Exercise description
Which lines below contain the word "temporary"? Copy each of them.

Input
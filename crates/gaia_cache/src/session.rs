//! Session lifecycle: temp root ownership and cache construction.
//!
//! A [`Session`] spans one generation run. It creates a unique temporary
//! directory tree, wires both caches to it with a shared diagnostics
//! sink, and removes the whole tree when dropped. Sessions are plain
//! owned values: any number of them can coexist (parallel tests,
//! multiple open documents), each with its own directories.

use crate::archive::ArchiveCache;
use crate::asset::AssetCache;
use crate::cleanup;
use crate::error::CacheError;
use crate::resolver::ArchiveResolver;
use gaia_common::Token;
use gaia_config::SessionConfig;
use gaia_diagnostics::{ConsoleSink, DiagnosticsSink};
use std::path::{Path, PathBuf};
use std::sync::Arc;

/// Owner of the cache subsystem for one generation run.
pub struct Session {
    temp_root: PathBuf,
    archives: ArchiveCache,
    assets: AssetCache,
    sink: Arc<dyn DiagnosticsSink>,
}

impl Session {
    /// Creates a session with the default configuration.
    pub fn new(
        resolver: Arc<dyn ArchiveResolver>,
        sink: Arc<dyn DiagnosticsSink>,
    ) -> Result<Self, CacheError> {
        Self::with_config(SessionConfig::default(), resolver, sink)
    }

    /// Creates a session with an explicit configuration.
    ///
    /// The temp root is `<base>/<session-token>`, where `<base>` is the
    /// configured root or the system temporary directory joined with the
    /// configured directory name. The per-session token keeps concurrent
    /// sessions out of each other's directories. Creating the root is the
    /// one hard filesystem requirement at startup; failure is
    /// [`CacheError::Io`].
    pub fn with_config(
        config: SessionConfig,
        resolver: Arc<dyn ArchiveResolver>,
        sink: Arc<dyn DiagnosticsSink>,
    ) -> Result<Self, CacheError> {
        let base = config
            .temp_root
            .clone()
            .unwrap_or_else(|| std::env::temp_dir().join(&config.dir_name));
        let session_token = Token::generate()?;
        let temp_root = base.join(session_token.to_string());
        std::fs::create_dir_all(&temp_root).map_err(|source| CacheError::Io {
            path: temp_root.clone(),
            source,
        })?;

        let archives = ArchiveCache::new(temp_root.clone(), resolver, Arc::clone(&sink));
        let assets = AssetCache::new(temp_root.join(&config.asset_subdir), Arc::clone(&sink));

        Ok(Self {
            temp_root,
            archives,
            assets,
            sink,
        })
    }

    /// Creates a session whose diagnostics go to stderr, filtered at the
    /// configured minimum severity.
    pub fn with_console_sink(
        config: SessionConfig,
        resolver: Arc<dyn ArchiveResolver>,
    ) -> Result<Self, CacheError> {
        let sink: Arc<dyn DiagnosticsSink> = Arc::new(ConsoleSink::new(config.min_log_level));
        Self::with_config(config, resolver, sink)
    }

    /// The archive cache for this session.
    pub fn archives(&self) -> &ArchiveCache {
        &self.archives
    }

    /// The asset cache for this session.
    pub fn assets(&self) -> &AssetCache {
        &self.assets
    }

    /// The directory tree this session writes under.
    pub fn temp_root(&self) -> &Path {
        &self.temp_root
    }
}

impl Drop for Session {
    fn drop(&mut self) {
        cleanup::remove_dir_best_effort(&self.temp_root, "session temp root", self.sink.as_ref());
    }
}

Problem solution
//! A [`Session`] spans one generation run. It creates a unique temporary
    /// configured root or the system temporary directory joined with the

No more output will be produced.